Nº params:     100664
Memory module: 0.3840 MB



In [11]:
# Continue training and obtaining canonical form after each epoch
optimizer = torch.optim.Adam(mps.parameters(),
                             lr=learn_rate,
                             weight_decay=l2_reg)

for epoch_num in range(1, num_epochs_canonical + 1):
    running_train_loss = 0.0
    running_train_acc = 0.0
    
    for inputs, labels in loaders["train"]:
        inputs = inputs.view(
            [batch_size, d_phys, image_size[0] * image_size[1]]).permute(2, 0, 1)
        labels = labels.data
        inputs, labels = inputs.to(device), labels.to(device)

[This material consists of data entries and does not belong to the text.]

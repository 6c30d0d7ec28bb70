//! Addressed message passing between the voters of a chain.
//!
//! [`ChainTransport`] is the raw medium: it moves a batch to a target voter and hands
//! back whatever arrives together with the sender's chain index. [`Mailbox`] sits on
//! top of it for one voter. It keeps self-addressed batches in a local loopback slot
//! instead of sending them through the medium, and parks batches that arrive before
//! they are wanted, keyed by sender, so a round can ask for one specific sender.

use crate::{BallotBatch, Error, TransportError};
use std::collections::{HashMap, VecDeque};
use std::sync::mpsc::{sync_channel, Receiver, RecvTimeoutError, SyncSender};
use std::thread;
use std::time::Duration;

/// A sender delivers at most this many batches to any one voter during a run
const MAX_PENDING_PER_SENDER: usize = 3;

/// A batch in flight.
///
/// On the way out `participant` is the target; once delivered it is the sender.
#[derive(Serialize, Deserialize, Clone, Debug, PartialEq)]
pub struct Envelope {
    pub ballots: BallotBatch,
    pub participant: usize,
}

impl Envelope {
    pub fn to_cbor(&self) -> Result<Vec<u8>, Error> {
        Ok(serde_cbor::to_vec(self)?)
    }

    pub fn from_cbor(bytes: &[u8]) -> Result<Self, Error> {
        Ok(serde_cbor::from_slice(bytes)?)
    }
}

/// The medium connecting all voters of a chain
pub trait ChainTransport {
    /// Hand a batch over for delivery to the voter at `target`
    fn send(&mut self, batch: BallotBatch, target: usize) -> Result<(), Error>;

    /// Block until a batch addressed to us arrives, returning it with its sender's index
    fn receive(&mut self) -> Result<(BallotBatch, usize), Error>;
}

/// Channel handles for one voter.
///
/// Outbound envelopes carry the target index; inbound envelopes carry the sender index,
/// stamped by whatever routes between voters.
pub struct ChannelTransport {
    outbound: SyncSender<Envelope>,
    inbound: Receiver<Envelope>,
    receive_timeout: Option<Duration>,
}

impl ChannelTransport {
    pub fn new(outbound: SyncSender<Envelope>, inbound: Receiver<Envelope>) -> Self {
        ChannelTransport {
            outbound,
            inbound,
            receive_timeout: None,
        }
    }

    /// Give up on a receive after waiting this long
    pub fn with_receive_timeout(mut self, timeout: Duration) -> Self {
        self.receive_timeout = Some(timeout);
        self
    }
}

impl ChainTransport for ChannelTransport {
    fn send(&mut self, batch: BallotBatch, target: usize) -> Result<(), Error> {
        self.outbound
            .send(Envelope {
                ballots: batch,
                participant: target,
            })
            .map_err(|_| TransportError::Disconnected)?;
        Ok(())
    }

    fn receive(&mut self) -> Result<(BallotBatch, usize), Error> {
        let envelope = match self.receive_timeout {
            Some(timeout) => self.inbound.recv_timeout(timeout).map_err(|e| match e {
                RecvTimeoutError::Timeout => TransportError::Timeout(timeout),
                RecvTimeoutError::Disconnected => TransportError::Disconnected,
            })?,
            None => self
                .inbound
                .recv()
                .map_err(|_| TransportError::Disconnected)?,
        };
        Ok((envelope.ballots, envelope.participant))
    }
}

/// One voter's view of the transport
pub struct Mailbox<T> {
    transport: T,
    index: usize,
    participants: usize,
    loopback: Option<BallotBatch>,
    pending: HashMap<usize, VecDeque<BallotBatch>>,
}

impl<T: ChainTransport> Mailbox<T> {
    pub fn new(transport: T, index: usize, participants: usize) -> Self {
        Mailbox {
            transport,
            index,
            participants,
            loopback: None,
            pending: HashMap::new(),
        }
    }

    pub fn send(&mut self, batch: BallotBatch, target: usize) -> Result<(), Error> {
        if target >= self.participants {
            return Err(TransportError::UnknownParticipant(target).into());
        }

        debug!(
            "voter {}: sending {} ballot(s) to voter {}",
            self.index,
            batch.len(),
            target
        );

        if target == self.index {
            if self.loopback.is_some() {
                return Err(TransportError::LoopbackOccupied.into());
            }
            self.loopback = Some(batch);
            return Ok(());
        }

        self.transport.send(batch, target)
    }

    /// Block until a batch from `sender` is available.
    ///
    /// Batches from other senders that arrive meanwhile are kept for later rounds.
    pub fn receive_from(&mut self, sender: usize) -> Result<BallotBatch, Error> {
        if sender >= self.participants {
            return Err(TransportError::UnknownParticipant(sender).into());
        }

        if sender == self.index {
            if let Some(batch) = self.loopback.take() {
                self.log_received(&batch, sender, "loopback");
                return Ok(batch);
            }
        }

        if let Some(batch) = self
            .pending
            .get_mut(&sender)
            .and_then(|queue| queue.pop_front())
        {
            self.log_received(&batch, sender, "pending queue");
            return Ok(batch);
        }

        loop {
            let (batch, from) = self.transport.receive()?;
            if from == sender {
                self.log_received(&batch, from, "transport");
                return Ok(batch);
            }
            self.park(batch, from);
        }
    }

    fn log_received(&self, batch: &BallotBatch, from: usize, via: &str) {
        debug!(
            "voter {}: received {} ballot(s) from voter {} via {}",
            self.index,
            batch.len(),
            from,
            via
        );
    }

    fn park(&mut self, batch: BallotBatch, from: usize) {
        if from >= self.participants {
            warn!(
                "voter {}: dropping batch from unknown voter {}",
                self.index, from
            );
            return;
        }

        let queue = self.pending.entry(from).or_default();
        if queue.len() >= MAX_PENDING_PER_SENDER {
            warn!(
                "voter {}: dropping surplus batch from voter {}",
                self.index, from
            );
            return;
        }
        queue.push_back(batch);
    }

    pub fn into_inner(self) -> T {
        self.transport
    }
}

/// In-process wiring of a whole chain.
///
/// Every voter gets a rendezvous channel pair. A router thread per voter takes its
/// outbound envelopes, stamps the voter's index on them and hands them to the target's
/// inbound channel.
pub struct LocalNetwork;

impl LocalNetwork {
    pub fn new(participants: usize) -> Result<Vec<ChannelTransport>, Error> {
        Self::build(participants, None)
    }

    pub fn with_receive_timeout(
        participants: usize,
        timeout: Duration,
    ) -> Result<Vec<ChannelTransport>, Error> {
        Self::build(participants, Some(timeout))
    }

    fn build(
        participants: usize,
        timeout: Option<Duration>,
    ) -> Result<Vec<ChannelTransport>, Error> {
        let (inbox_senders, inbox_receivers): (Vec<_>, Vec<_>) =
            (0..participants).map(|_| sync_channel(0)).unzip();

        let mut transports = Vec::with_capacity(participants);
        for (sender, inbound) in inbox_receivers.into_iter().enumerate() {
            let (outbound, routed) = sync_channel::<Envelope>(0);
            let inboxes = inbox_senders.clone();

            thread::Builder::new()
                .name(format!("onionvote-router-{}", sender))
                .spawn(move || {
                    for envelope in routed.iter() {
                        let target = envelope.participant;
                        let delivery = Envelope {
                            ballots: envelope.ballots,
                            participant: sender,
                        };
                        match inboxes.get(target) {
                            Some(inbox) => {
                                if inbox.send(delivery).is_err() {
                                    warn!(
                                        "router {}: voter {} is gone, dropping batch",
                                        sender, target
                                    );
                                }
                            }
                            None => warn!(
                                "router {}: no voter {}, dropping batch",
                                sender, target
                            ),
                        }
                    }
                })?;

            let transport = ChannelTransport::new(outbound, inbound);
            transports.push(match timeout {
                Some(timeout) => transport.with_receive_timeout(timeout),
                None => transport,
            });
        }

        Ok(transports)
    }
}

#[cfg(test)]
mod tests {
    use super::*;
    use lazy_static::lazy_static;
    use std::sync::Mutex;

    // Scripted medium for driving a mailbox without threads
    #[derive(Default)]
    struct Scripted {
        incoming: VecDeque<(BallotBatch, usize)>,
        sent: Vec<(BallotBatch, usize)>,
    }

    impl ChainTransport for Scripted {
        fn send(&mut self, batch: BallotBatch, target: usize) -> Result<(), Error> {
            self.sent.push((batch, target));
            Ok(())
        }

        fn receive(&mut self) -> Result<(BallotBatch, usize), Error> {
            self.incoming
                .pop_front()
                .ok_or_else(|| TransportError::Disconnected.into())
        }
    }

    #[test]
    fn test_loopback_never_touches_transport() {
        let mut mailbox = Mailbox::new(Scripted::default(), 1, 3);

        mailbox.send(vec![vec![1]], 1).unwrap();
        match mailbox.send(vec![vec![2]], 1) {
            Err(Error::Transport(TransportError::LoopbackOccupied)) => {}
            other => panic!("expected occupied loopback, got {:?}", other),
        }

        assert_eq!(mailbox.receive_from(1).unwrap(), vec![vec![1]]);
        assert!(mailbox.into_inner().sent.is_empty());
    }

    #[test]
    fn test_receive_filters_by_sender() {
        let mut scripted = Scripted::default();
        scripted.incoming.push_back((vec![vec![2]], 2));
        scripted.incoming.push_back((vec![vec![0]], 0));
        scripted.incoming.push_back((vec![vec![2, 2]], 2));
        let mut mailbox = Mailbox::new(scripted, 1, 3);

        assert_eq!(mailbox.receive_from(0).unwrap(), vec![vec![0]]);
        // Parked batches come back in arrival order
        assert_eq!(mailbox.receive_from(2).unwrap(), vec![vec![2]]);
        assert_eq!(mailbox.receive_from(2).unwrap(), vec![vec![2, 2]]);
        assert!(mailbox.receive_from(2).is_err());
    }

    #[test]
    fn test_unknown_participants() {
        let mut scripted = Scripted::default();
        scripted.incoming.push_back((vec![vec![9]], 9));
        scripted.incoming.push_back((vec![vec![0]], 0));
        let mut mailbox = Mailbox::new(scripted, 1, 2);

        match mailbox.send(vec![], 2) {
            Err(Error::Transport(TransportError::UnknownParticipant(2))) => {}
            other => panic!("expected unknown participant, got {:?}", other),
        }
        assert!(mailbox.receive_from(5).is_err());

        // The stray batch from voter 9 is dropped
        assert_eq!(mailbox.receive_from(0).unwrap(), vec![vec![0]]);
        assert!(mailbox.pending.is_empty());

        mailbox.send(vec![vec![7]], 0).unwrap();
        assert_eq!(mailbox.into_inner().sent, vec![(vec![vec![7]], 0)]);
    }

    #[test]
    fn test_surplus_batches_are_bounded() {
        let mut scripted = Scripted::default();
        for i in 0..5 {
            scripted.incoming.push_back((vec![vec![i]], 2));
        }
        scripted.incoming.push_back((vec![], 0));
        let mut mailbox = Mailbox::new(scripted, 1, 3);

        mailbox.receive_from(0).unwrap();
        assert_eq!(mailbox.pending[&2].len(), MAX_PENDING_PER_SENDER);
    }

    struct Capture(Mutex<Vec<String>>);

    impl log::Log for Capture {
        fn enabled(&self, _: &log::Metadata) -> bool {
            true
        }

        fn log(&self, record: &log::Record) {
            if let Ok(mut lines) = self.0.lock() {
                lines.push(record.args().to_string());
            }
        }

        fn flush(&self) {}
    }

    lazy_static! {
        static ref CAPTURE: Capture = Capture(Mutex::new(Vec::new()));
    }

    fn captured(needle: &str) -> bool {
        CAPTURE.0.lock().unwrap().iter().any(|line| line.contains(needle))
    }

    #[test]
    fn test_every_receive_path_is_logged() {
        // Another test may have installed the logger already
        let _ = log::set_logger(&*CAPTURE);
        log::set_max_level(log::LevelFilter::Debug);

        let mut scripted = Scripted::default();
        scripted.incoming.push_back((vec![vec![8]], 8));
        scripted.incoming.push_back((vec![vec![6]], 6));
        let mut mailbox = Mailbox::new(scripted, 7, 9);

        mailbox.send(vec![vec![7]], 7).unwrap();
        mailbox.receive_from(7).unwrap();
        mailbox.receive_from(6).unwrap();
        mailbox.receive_from(8).unwrap();

        assert!(captured("voter 7: received 1 ballot(s) from voter 7 via loopback"));
        assert!(captured("voter 7: received 1 ballot(s) from voter 6 via transport"));
        assert!(captured("voter 7: received 1 ballot(s) from voter 8 via pending queue"));
    }

    #[test]
    fn test_local_network_stamps_sender() {
        let mut transports =
            LocalNetwork::with_receive_timeout(3, Duration::from_secs(10)).unwrap();
        let mut third = transports.pop().unwrap();
        let mut second = transports.pop().unwrap();

        let handle = thread::spawn(move || second.send(vec![vec![4, 2]], 2));

        let (batch, sender) = third.receive().unwrap();
        assert_eq!(batch, vec![vec![4, 2]]);
        assert_eq!(sender, 1);
        handle.join().unwrap().unwrap();
    }

    #[test]
    fn test_receive_timeout() {
        let mut transports =
            LocalNetwork::with_receive_timeout(2, Duration::from_millis(50)).unwrap();

        match transports[0].receive() {
            Err(Error::Transport(TransportError::Timeout(_))) => {}
            other => panic!("expected timeout, got {:?}", other),
        }
    }

    #[test]
    fn test_envelope_cbor() {
        let envelope = Envelope {
            ballots: vec![vec![1, 2, 3], vec![], vec![255; 40]],
            participant: 4,
        };

        let bytes = envelope.to_cbor().unwrap();
        assert_eq!(Envelope::from_cbor(&bytes).unwrap(), envelope);
        assert!(Envelope::from_cbor(&bytes[..bytes.len() - 1]).is_err());
    }
}
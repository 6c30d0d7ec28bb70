use crate::Error;
use digest::Digest;
use rand_core::{CryptoRng, RngCore};
use rsa::traits::PublicKeyParts;
use rsa::{Pss, RsaPrivateKey, RsaPublicKey};
use sha2::Sha512;

/// Width in bytes of a signature made by the holder of this key
#[inline]
pub fn signature_size<K: PublicKeyParts>(key: &K) -> usize {
    key.size()
}

/// Hash the message with SHA-512 and sign the digest with RSA-PSS.
pub fn sign(secret: &RsaPrivateKey, msg: &[u8]) -> Result<Vec<u8>, Error> {
    sign_with_rng(&mut rand::rngs::OsRng, secret, msg)
}

pub fn sign_with_rng<R: RngCore + CryptoRng>(
    rng: &mut R,
    secret: &RsaPrivateKey,
    msg: &[u8],
) -> Result<Vec<u8>, Error> {
    let hashed = Sha512::digest(msg);
    let signature = secret.sign_with_rng(rng, Pss::new::<Sha512>(), &hashed)?;
    Ok(signature)
}

/// Verify an RSA-PSS / SHA-512 signature over the message.
pub fn verify(
    public: &RsaPublicKey,
    signature: &[u8],
    msg: &[u8],
) -> Result<(), rsa::errors::Error> {
    let hashed = Sha512::digest(msg);
    public.verify(Pss::new::<Sha512>(), &hashed, signature)
}

/// Sign a ballot and append the signature to it.
pub fn attach(secret: &RsaPrivateKey, mut ballot: Vec<u8>) -> Result<Vec<u8>, Error> {
    let signature = sign(secret, &ballot)?;
    ballot.extend(signature);
    Ok(ballot)
}

/// Verify the trailing signature block of a signed ballot and strip it.
///
/// Only the last `signature_size(public)` bytes are treated as the signature.
pub fn verify_and_strip(
    public: &RsaPublicKey,
    mut signed: Vec<u8>,
) -> Result<Vec<u8>, rsa::errors::Error> {
    let width = signature_size(public);
    if signed.len() < width {
        return Err(rsa::errors::Error::Verification);
    }

    let signature = signed.split_off(signed.len() - width);
    verify(public, &signature, &signed)?;
    Ok(signed)
}

#[cfg(test)]
pub mod tests {
    use super::*;
    use crate::tests::keypair;

    #[test]
    fn test_sign_verify() {
        let (secret, public) = keypair(0);
        let msg = b"the river gets ten votes";

        let signature = sign(secret, msg).unwrap();
        assert_eq!(signature.len(), signature_size(public));
        verify(public, &signature, msg).unwrap();

        // Randomized padding
        let again = sign(secret, msg).unwrap();
        assert_ne!(signature, again);
        verify(public, &again, msg).unwrap();

        // Wrong message
        assert!(verify(public, &signature, b"the river gets eleven votes").is_err());

        // Wrong key
        let (_, other_public) = keypair(1);
        assert!(verify(other_public, &signature, msg).is_err());
    }

    #[test]
    fn test_attach_and_strip() {
        let (secret, public) = keypair(2);
        let ballot = b"opaque ballot bytes".to_vec();

        let signed = attach(secret, ballot.clone()).unwrap();
        assert_eq!(signed.len(), ballot.len() + signature_size(public));
        assert_eq!(&signed[..ballot.len()], &ballot[..]);

        let stripped = verify_and_strip(public, signed.clone()).unwrap();
        assert_eq!(stripped, ballot);

        // Any mutated byte is caught
        let mut tampered = signed.clone();
        tampered[0] ^= 0x01;
        assert!(verify_and_strip(public, tampered).is_err());

        let mut tampered = signed;
        let last = tampered.len() - 1;
        tampered[last] ^= 0x80;
        assert!(verify_and_strip(public, tampered).is_err());

        // Too short to even hold a signature
        assert!(verify_and_strip(public, vec![0u8; 10]).is_err());
    }
}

        scores = mps(inputs)
        _, preds = torch.max(scores, 1)

        # Compute the loss and accuracy, add them to the running totals
        loss = loss_fun(scores, labels)

        with torch.no_grad():
            accuracy = torch.sum(preds == labels).item() / batch_size
            running_train_loss += loss
            running_train_acc += accuracy

        # Backpropagate and update parameters
        optimizer.zero_grad()
        loss.backward()
        optimizer.step()
    
    with torch.no_grad():
        running_test_acc = 0.0

        for inputs, labels in loaders["test"]:
            inputs = inputs.view([
                batch_size, d_phys, image_size[0] * image_size[1]]).permute(2, 0, 1)
            labels = labels.data
            inputs, labels = inputs.to(device), labels.to(device)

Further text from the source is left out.